POWER OF ATTORNEY


	Know all by these presents, that the undersigned hereby authorizes
Christopher J. Basso or Kanwalpreet S. Kalra to execute for and on behalf
of the undersigned Forms 3, 4, and 5, and any Amendments thereto for Corcept
Therapeutics, Inc. (the "Company"), and cause such form(s) to be filed with
the United States Securities and Exchange Commission pursuant to Section
16(a) of the Securities Act of 1934, relating to the undersigned's beneficial
ownership of securities in the Company. The undersigned hereby grants to
each such attorney-in-fact full power and authority to do and perform any
and every act and thing whatsoever requisite, necessary, or proper to be
done in the exercise of any of the rights and powers herein granted, as
fully to all intents and purposes as the undersigned might or could do if
personally present, with full power of substitution or revocation, hereby
ratifying and confirming all that such attorney-in-fact, or such attorney-
in-fact's substitute or substitutes, shall lawfully do or cause to be done
by virtue of this power of attorney and the rights and powers herein granted.

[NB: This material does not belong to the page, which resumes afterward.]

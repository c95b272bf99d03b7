mod common;
mod gpu;

pub use common::{srgb_to_linear, CameraParams, Draw, DrawItem, Frame, LightParams, MeshKey};
pub use gpu::Renderer;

The undersigned acknowledges that the foregoing attorneys-in-fact, in serving
in such a capacity at the request of the undersigned, are not assuming, nor
is the Company assuming, any of the undersigned's responsibilities to comply
with Section 16 of the Securities Exchange Act of 1934.
	This Power of Attorney shall remain in full force and effect until
the undersigned is no longer required to file Forms 3, 4, and 5 with respect
to the undersigned's holdings of, and transactions in, securities issued by
the Company, unless earlier revoked by the undersigned in a signed writing
delivered to the foregoing attorneys-in-fact.
	In witness whereof, the undersigned has caused this Power of Attorney
to be executed as of this 28th day of August, 2020.




                              /s/   G. Leonard Baker, Jr.